La expresión «código genético» se utiliza mal el 99% de las veces que se utiliza, que son muchas. Casi todo el mundo la emplea como rimbombante sinónimo de «ADN», de «genoma» o incluso de «herencia», y posiblemente ya sea tarde para evitar la fijación de esos significados corruptos. Pero el código genético es algo mucho más concreto que todo eso: es el sistema de reglas que transforma el lenguaje del ADN (…ACCAGCTTCGAC…) al lenguaje de las proteínas (…alanina-triptófano-glicina-glicina…, véase glosario). Cada serie de tres letras en el ADN de un gen significa un aminoácido en la proteína correspondiente, y el código genético no es más que el diccionario que traduce lo primero en lo segundo. Y la paradoja horrible es que, con extrañísimas e irrelevantes excepciones, ese diccionario es el mismo en todas las especies del planeta Tierra. La paradoja es horrible, como digo, porque no hay ninguna razón física para que «GCT» signifique el aminoácido «alanina», y por lo tanto la universalidad del código genético sólo puede estar revelando que toda la vida de la Tierra proviene de una sola bacteria primitiva que ya utilizaba ese diccionario. Pero entonces, ¿de dónde salió ese diccionario? Esto no supondría un problema asfixiante si el diccionario fuera simple, pero no lo es. El diccionario consiste en veinte proteínas (llamadas, espantosamente, aminoacil-tRNA sintetasas) que se ocupan de fabricar una batería de «adaptadores» (también llamados tRNAs o ARNts). Un adaptador es una molécula que lleva en un extremo tres letras y en el otro un aminoácido: no cualquier aminoácido, naturalmente, sino el aminoácido significado por las tres letras en cuestión. Que los adaptadores vinculen físicamente una serie de tres letras con un aminoácido concreto es la razón última de que el código genético sea el que es, y no otro. Y que los adaptadores sean así se debe a la actividad de la mencionada veintena de proteínas llamadas aminoacil-tRNA sintetasas. Pero estas proteínas no existirían si la información necesaria para construirlas no estuviera contenida en una veintena de genes. Y para traducir esos 20 genes a las 20 proteínas mencionadas se necesita un código genético. ¡Pero el código genético son precisamente esas 20 proteínas! ¿No les dije que era horrible? Parece una pesadilla de Escher.

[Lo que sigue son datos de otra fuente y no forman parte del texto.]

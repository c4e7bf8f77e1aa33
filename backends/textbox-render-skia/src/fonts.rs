//! Font loading and lookup by family
//!
//! A [`Font`] keeps its raw bytes and parses them on demand, so loaded fonts
//! can be shared freely between the surface and the metrics provider.

use std::collections::HashMap;
use std::fs;
use std::path::Path;
use std::sync::Arc;

use read_fonts::{FontRef as ReadFontRef, TableProvider};
use skrifa::instance::{LocationRef, Size};
use skrifa::MetadataProvider;
use textbox_core::types::FontStyle;
use thiserror::Error;

/// Font loading errors
#[derive(Debug, Error)]
pub enum FontLoadError {
    #[error("Font file not found: {0}")]
    FileNotFound(String),

    #[error("Invalid font data")]
    InvalidData,
}

/// Vertical metrics at one pixel size, y-up (descent is negative)
#[derive(Debug, Clone, Copy, PartialEq)]
pub struct VerticalMetrics {
    pub ascent: f32,
    pub descent: f32,
}

/// A font held in memory
pub struct Font {
    data: Vec<u8>,
    face_index: u32,
    units_per_em: u16,
}

impl Font {
    /// Load the first face of a font file
    pub fn from_file(path: impl AsRef<Path>) -> Result<Self, FontLoadError> {
        Self::from_file_index(path, 0)
    }

    /// Load one face of a font file (for TTC collections)
    pub fn from_file_index(path: impl AsRef<Path>, face_index: u32) -> Result<Self, FontLoadError> {
        let data = fs::read(path.as_ref())
            .map_err(|_| FontLoadError::FileNotFound(path.as_ref().display().to_string()))?;
        Self::from_data_index(data, face_index)
    }

    pub fn from_data(data: Vec<u8>) -> Result<Self, FontLoadError> {
        Self::from_data_index(data, 0)
    }

    pub fn from_data_index(data: Vec<u8>, face_index: u32) -> Result<Self, FontLoadError> {
        let font_ref =
            ReadFontRef::from_index(&data, face_index).map_err(|_| FontLoadError::InvalidData)?;
        let units_per_em = font_ref
            .head()
            .map(|head| head.units_per_em())
            .unwrap_or(1000);

        Ok(Self {
            data,
            face_index,
            units_per_em,
        })
    }

    pub fn face_index(&self) -> u32 {
        self.face_index
    }

    pub fn units_per_em(&self) -> u16 {
        self.units_per_em
    }

    pub(crate) fn font_ref(&self) -> Option<skrifa::FontRef<'_>> {
        skrifa::FontRef::from_index(&self.data, self.face_index).ok()
    }

    /// Glyph that draws `ch`, if the font maps it
    pub fn glyph_id(&self, ch: char) -> Option<u32> {
        self.font_ref()?.charmap().map(ch).map(|gid| gid.to_u32())
    }

    /// Horizontal advance of `glyph_id` in pixels at `size_px`
    pub fn advance(&self, glyph_id: u32, size_px: f32) -> f32 {
        self.font_ref()
            .and_then(|font| {
                font.glyph_metrics(Size::new(size_px), LocationRef::default())
                    .advance_width(skrifa::GlyphId::new(glyph_id))
            })
            .unwrap_or(0.0)
    }

    /// Ascent and descent in pixels at `size_px`
    pub fn vertical_metrics(&self, size_px: f32) -> VerticalMetrics {
        match self.font_ref() {
            Some(font) => {
                let m = font.metrics(Size::new(size_px), LocationRef::default());
                VerticalMetrics {
                    ascent: m.ascent,
                    descent: m.descent,
                }
            },
            None => VerticalMetrics {
                ascent: size_px * 0.8,
                descent: -size_px * 0.2,
            },
        }
    }

    /// Total advance of `text` in pixels; unmapped characters use glyph 0
    pub fn text_advance(&self, text: &str, size_px: f32) -> f32 {
        text.chars()
            .map(|ch| self.advance(self.glyph_id(ch).unwrap_or(0), size_px))
            .sum()
    }
}

impl std::fmt::Debug for Font {
    fn fmt(&self, f: &mut std::fmt::Formatter<'_>) -> std::fmt::Result {
        f.debug_struct("Font")
            .field("bytes", &self.data.len())
            .field("face_index", &self.face_index)
            .field("units_per_em", &self.units_per_em)
            .finish()
    }
}

/// Fonts registered by family name and style
///
/// Family names are matched case-insensitively. A lookup for a style that was
/// never registered falls back to the family's normal face.
#[derive(Debug, Default)]
pub struct FontBook {
    faces: HashMap<(String, FontStyle), Arc<Font>>,
}

impl FontBook {
    pub fn new() -> Self {
        Self::default()
    }

    /// Register `font` as the normal face of `family`
    pub fn insert(&mut self, family: &str, font: Font) {
        self.insert_style(family, FontStyle::Normal, font);
    }

    pub fn insert_style(&mut self, family: &str, style: FontStyle, font: Font) {
        log::debug!("FontBook: registered {} ({})", family, style);
        self.faces
            .insert((family.to_lowercase(), style), Arc::new(font));
    }

    /// Load a font file and register it as the normal face of `family`
    pub fn load_file(&mut self, family: &str, path: impl AsRef<Path>) -> Result<(), FontLoadError> {
        let font = Font::from_file(path)?;
        self.insert(family, font);
        Ok(())
    }

    pub fn lookup(&self, family: &str, style: FontStyle) -> Option<Arc<Font>> {
        let family = family.to_lowercase();
        self.faces
            .get(&(family.clone(), style))
            .or_else(|| self.faces.get(&(family, FontStyle::Normal)))
            .cloned()
    }

    pub fn contains(&self, family: &str) -> bool {
        let family = family.to_lowercase();
        self.faces.keys().any(|(name, _)| *name == family)
    }

    pub fn len(&self) -> usize {
        self.faces.len()
    }

    pub fn is_empty(&self) -> bool {
        self.faces.is_empty()
    }
}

Intuir cómo pudo evolucionar el código genético a partir de la materia inerte es posiblemente el mayor reto que tiene planteado ahora mismo el evolucionismo precelular. Desde los años sesenta no han faltado intentos de encontrar una solución a este crucigrama astral, pero la verdad es que no han sido muy fructíferos.
FIGURA 16.2: La razón de que el código genético sea el que es (y no otro) son estas moléculas adaptadoras, llamadas tATNs (ARNs de transferencia). Los tATNs llevan en un extremo tres letras de ATN y, en el otro, un aminoácido concreto. La relación entre las tres letras y el aminoácido no tiene una causa física inevitable: cualquier grupo de tres letras podría significar cualquier aminoácido. Que sean las que son es responsabilidad de las enzimas que sintetizan los tARNs: las aminoacil-tRNA sintetasas, que son la esencia última del código genético.
En septiembre de 1971, dieciocho años después de haber entrado en el pub The Eagle anunciando su descubrimiento del secreto de la vida, Francis Crick asistió a una reunión científica sobre «comunicación con la inteligencia extraterrestre» (CETI, en sus siglas inglesas) organizada en Yerevan, en la entonces Armenia soviética. Le acompañaba su amigo Leslie Orgel, uno de los mejores especialistas del mundo en el problema del origen de la vida. Sin duda inspirados por la atmósfera un punto freak que se respiraba en aquel congreso, y quién sabe si también por algún contundente bebedizo eslavo. Crick y Orgel se dejaron invadir por una duda casi metafísica. Así lo contó después el propio Crick:
Leslie Orgel y yo tuvimos la idea de que quizá la vida sobre la Tierra se había originado a partir de organismos enviados en una nave no tripulada procedente de una civilización superior de alguna otra parte. Dos datos hicieron nacer en nosotros esta teoría, uno era la uniformidad del código genético, que nos sugería que la vida había evolucionado a través de una pequeña población, produciendo un cuello de botella. La otra era el hecho de que la edad del Universo parecía ser dos [o tres] veces mayor que la de la Tierra, con lo cual había tiempo para que la vida hubiera evolucionado dos [o tres] veces, desde los comienzos más simples hasta la inteligencia de alta complejidad […]. Llamamos a nuestra teoría panespermia dirigida. (CRICK, 1981.)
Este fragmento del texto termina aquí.